→ **AIM OF THE TASK**
Go through the material and copy every line in which "join" appears.
#### DATA ####
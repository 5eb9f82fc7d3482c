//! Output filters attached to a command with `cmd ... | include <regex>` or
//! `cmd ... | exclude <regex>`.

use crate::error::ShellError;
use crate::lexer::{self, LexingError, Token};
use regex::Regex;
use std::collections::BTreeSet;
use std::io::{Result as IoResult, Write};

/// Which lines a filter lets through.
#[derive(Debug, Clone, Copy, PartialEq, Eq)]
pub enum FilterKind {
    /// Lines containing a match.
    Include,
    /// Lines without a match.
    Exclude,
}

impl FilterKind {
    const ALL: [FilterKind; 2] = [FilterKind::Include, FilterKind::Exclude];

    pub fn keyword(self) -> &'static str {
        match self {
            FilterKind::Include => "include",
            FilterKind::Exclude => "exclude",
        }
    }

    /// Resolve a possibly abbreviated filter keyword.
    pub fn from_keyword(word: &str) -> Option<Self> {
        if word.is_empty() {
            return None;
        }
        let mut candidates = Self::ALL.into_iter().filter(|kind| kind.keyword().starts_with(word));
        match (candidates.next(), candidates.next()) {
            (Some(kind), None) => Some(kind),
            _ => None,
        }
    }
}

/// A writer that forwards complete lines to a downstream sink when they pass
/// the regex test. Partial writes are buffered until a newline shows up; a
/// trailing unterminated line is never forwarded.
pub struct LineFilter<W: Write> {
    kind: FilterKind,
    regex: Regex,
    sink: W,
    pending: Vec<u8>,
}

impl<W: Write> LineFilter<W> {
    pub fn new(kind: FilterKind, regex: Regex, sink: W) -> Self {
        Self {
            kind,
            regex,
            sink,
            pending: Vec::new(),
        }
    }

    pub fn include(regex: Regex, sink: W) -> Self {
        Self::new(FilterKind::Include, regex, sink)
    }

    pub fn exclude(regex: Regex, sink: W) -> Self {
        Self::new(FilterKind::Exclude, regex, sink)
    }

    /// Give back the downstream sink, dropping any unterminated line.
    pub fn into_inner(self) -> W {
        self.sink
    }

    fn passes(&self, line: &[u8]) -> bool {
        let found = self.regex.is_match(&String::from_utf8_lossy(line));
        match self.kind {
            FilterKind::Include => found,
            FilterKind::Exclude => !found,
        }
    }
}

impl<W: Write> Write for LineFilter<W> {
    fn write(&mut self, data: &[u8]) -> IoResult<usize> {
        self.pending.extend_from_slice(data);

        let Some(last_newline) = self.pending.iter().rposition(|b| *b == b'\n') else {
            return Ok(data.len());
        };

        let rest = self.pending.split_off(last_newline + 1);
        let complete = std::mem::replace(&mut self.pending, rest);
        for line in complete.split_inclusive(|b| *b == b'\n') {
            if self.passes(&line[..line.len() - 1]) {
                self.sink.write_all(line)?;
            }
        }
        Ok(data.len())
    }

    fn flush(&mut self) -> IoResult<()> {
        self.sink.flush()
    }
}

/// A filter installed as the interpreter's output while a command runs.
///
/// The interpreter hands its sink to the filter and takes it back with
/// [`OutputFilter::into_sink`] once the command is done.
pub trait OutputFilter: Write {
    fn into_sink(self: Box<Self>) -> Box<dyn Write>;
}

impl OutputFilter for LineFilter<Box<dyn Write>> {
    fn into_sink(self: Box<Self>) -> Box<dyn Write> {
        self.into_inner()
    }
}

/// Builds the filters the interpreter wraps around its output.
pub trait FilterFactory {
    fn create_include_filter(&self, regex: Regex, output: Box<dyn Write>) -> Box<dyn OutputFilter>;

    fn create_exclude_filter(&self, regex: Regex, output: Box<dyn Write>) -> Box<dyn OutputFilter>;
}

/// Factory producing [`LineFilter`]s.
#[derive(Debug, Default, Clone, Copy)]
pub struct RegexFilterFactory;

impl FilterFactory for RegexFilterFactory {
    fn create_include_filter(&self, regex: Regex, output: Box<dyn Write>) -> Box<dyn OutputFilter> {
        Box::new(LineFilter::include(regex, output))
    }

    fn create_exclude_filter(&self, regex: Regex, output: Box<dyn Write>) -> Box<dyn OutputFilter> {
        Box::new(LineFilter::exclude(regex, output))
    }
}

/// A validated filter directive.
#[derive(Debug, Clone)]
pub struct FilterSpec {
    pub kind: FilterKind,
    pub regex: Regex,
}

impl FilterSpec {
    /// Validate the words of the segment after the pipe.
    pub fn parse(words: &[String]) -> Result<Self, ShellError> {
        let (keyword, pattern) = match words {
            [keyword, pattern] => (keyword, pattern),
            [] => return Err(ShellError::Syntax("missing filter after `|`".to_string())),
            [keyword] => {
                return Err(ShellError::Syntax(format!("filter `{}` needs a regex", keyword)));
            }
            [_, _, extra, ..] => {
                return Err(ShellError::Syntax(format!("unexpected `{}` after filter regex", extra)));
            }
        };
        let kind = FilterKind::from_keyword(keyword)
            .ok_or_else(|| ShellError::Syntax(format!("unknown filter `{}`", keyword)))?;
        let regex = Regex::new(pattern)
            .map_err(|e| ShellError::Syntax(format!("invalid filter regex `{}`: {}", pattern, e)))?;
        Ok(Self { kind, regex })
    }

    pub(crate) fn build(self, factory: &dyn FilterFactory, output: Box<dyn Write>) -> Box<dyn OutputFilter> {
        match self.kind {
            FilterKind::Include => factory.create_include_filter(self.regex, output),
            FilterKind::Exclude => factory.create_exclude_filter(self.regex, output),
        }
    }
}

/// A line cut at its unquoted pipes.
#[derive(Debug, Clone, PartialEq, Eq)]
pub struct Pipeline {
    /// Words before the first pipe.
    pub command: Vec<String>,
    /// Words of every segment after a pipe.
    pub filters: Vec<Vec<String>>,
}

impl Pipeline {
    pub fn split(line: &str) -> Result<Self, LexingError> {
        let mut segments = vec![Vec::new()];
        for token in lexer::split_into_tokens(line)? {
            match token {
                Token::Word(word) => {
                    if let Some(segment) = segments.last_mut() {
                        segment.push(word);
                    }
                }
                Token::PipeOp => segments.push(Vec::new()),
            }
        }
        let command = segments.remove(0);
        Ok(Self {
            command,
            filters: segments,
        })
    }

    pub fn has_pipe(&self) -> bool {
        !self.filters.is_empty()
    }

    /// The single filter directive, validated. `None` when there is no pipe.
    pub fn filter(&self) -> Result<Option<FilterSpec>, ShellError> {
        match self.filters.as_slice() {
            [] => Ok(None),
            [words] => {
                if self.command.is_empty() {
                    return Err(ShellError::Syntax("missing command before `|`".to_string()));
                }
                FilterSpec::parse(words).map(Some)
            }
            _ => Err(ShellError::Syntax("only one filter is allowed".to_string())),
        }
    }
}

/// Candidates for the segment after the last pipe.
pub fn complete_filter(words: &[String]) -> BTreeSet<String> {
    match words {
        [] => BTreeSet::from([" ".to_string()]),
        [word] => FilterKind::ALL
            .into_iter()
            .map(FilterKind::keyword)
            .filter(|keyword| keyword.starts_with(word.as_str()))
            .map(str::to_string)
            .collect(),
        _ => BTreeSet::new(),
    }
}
####
#### DATA ####
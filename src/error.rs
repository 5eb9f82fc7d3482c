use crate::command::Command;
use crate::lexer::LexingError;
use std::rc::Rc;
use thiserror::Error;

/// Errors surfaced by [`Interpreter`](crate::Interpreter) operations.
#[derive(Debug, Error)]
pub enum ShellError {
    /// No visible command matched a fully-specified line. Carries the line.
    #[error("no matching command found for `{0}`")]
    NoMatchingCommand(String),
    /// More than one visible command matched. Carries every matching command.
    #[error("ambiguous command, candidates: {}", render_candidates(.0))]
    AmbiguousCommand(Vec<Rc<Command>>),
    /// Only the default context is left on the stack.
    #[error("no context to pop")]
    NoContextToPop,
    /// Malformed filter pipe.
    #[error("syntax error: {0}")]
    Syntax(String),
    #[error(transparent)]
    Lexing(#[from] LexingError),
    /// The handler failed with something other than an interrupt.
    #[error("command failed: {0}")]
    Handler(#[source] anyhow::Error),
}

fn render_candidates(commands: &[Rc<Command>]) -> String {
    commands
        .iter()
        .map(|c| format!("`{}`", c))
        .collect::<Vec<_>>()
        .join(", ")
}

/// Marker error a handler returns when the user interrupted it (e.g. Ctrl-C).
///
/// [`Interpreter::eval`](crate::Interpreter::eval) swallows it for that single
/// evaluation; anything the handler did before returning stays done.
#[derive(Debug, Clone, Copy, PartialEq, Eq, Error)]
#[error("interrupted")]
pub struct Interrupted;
####
#### DATA ####
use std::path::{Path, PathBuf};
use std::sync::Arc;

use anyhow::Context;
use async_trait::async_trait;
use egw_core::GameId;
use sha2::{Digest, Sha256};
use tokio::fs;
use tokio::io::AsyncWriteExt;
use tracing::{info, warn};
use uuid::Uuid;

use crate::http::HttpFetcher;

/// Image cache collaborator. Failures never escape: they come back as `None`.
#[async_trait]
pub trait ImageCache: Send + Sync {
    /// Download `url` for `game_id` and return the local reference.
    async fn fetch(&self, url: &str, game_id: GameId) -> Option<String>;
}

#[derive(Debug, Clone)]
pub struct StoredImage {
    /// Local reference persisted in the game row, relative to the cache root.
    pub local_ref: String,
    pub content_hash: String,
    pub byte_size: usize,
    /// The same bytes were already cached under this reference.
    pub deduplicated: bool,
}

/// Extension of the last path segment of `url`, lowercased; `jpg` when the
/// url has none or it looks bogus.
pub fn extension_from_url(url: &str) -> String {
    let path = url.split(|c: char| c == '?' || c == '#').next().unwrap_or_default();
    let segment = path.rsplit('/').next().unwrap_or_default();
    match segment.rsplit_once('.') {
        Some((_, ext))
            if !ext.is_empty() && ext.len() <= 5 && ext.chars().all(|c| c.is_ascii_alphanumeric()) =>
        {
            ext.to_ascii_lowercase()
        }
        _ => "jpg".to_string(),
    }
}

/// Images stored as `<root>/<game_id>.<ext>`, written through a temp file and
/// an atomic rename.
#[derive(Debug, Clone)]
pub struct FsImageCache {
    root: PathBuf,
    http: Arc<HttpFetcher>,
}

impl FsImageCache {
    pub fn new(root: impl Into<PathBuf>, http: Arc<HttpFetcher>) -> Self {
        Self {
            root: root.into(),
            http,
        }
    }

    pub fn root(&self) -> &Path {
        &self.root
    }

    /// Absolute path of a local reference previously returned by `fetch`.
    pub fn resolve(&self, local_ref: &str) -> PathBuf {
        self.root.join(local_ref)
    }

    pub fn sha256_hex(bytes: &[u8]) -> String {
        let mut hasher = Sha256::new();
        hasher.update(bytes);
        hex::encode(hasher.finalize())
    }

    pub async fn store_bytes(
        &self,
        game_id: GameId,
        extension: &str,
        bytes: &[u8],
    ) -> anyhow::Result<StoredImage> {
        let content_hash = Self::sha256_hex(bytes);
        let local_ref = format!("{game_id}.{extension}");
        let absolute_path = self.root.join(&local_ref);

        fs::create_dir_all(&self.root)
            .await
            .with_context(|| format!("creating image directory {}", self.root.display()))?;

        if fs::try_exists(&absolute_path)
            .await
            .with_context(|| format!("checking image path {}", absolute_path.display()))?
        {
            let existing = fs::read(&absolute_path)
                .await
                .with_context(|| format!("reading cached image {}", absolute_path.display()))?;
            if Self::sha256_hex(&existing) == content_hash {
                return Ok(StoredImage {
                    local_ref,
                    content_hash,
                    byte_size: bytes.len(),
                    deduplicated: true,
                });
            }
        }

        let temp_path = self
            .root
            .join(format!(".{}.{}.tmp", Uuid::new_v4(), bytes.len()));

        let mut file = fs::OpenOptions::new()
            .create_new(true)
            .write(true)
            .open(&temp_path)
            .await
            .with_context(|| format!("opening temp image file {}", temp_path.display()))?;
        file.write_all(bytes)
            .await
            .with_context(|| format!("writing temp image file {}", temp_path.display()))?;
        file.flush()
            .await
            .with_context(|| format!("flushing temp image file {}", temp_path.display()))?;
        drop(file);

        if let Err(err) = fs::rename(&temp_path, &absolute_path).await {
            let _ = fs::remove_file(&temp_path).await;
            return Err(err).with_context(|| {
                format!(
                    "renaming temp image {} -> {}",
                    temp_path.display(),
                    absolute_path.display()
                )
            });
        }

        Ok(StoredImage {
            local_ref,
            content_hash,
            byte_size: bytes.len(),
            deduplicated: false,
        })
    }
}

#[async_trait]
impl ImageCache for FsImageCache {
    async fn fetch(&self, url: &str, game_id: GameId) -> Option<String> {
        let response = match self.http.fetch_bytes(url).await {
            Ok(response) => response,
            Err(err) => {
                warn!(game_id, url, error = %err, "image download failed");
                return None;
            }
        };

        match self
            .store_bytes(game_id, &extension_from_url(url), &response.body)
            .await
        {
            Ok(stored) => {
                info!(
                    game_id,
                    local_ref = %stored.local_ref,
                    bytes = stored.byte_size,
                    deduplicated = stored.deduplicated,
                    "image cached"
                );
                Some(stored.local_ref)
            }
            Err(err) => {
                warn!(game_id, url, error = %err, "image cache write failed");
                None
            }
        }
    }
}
####
→ **WRITTEN ANSWER**
        .join(", ")
        self.root.join(local_ref)
        let absolute_path = self.root.join(&local_ref);
            .join(format!(".{}.{}.tmp", Uuid::new_v4(), bytes.len()));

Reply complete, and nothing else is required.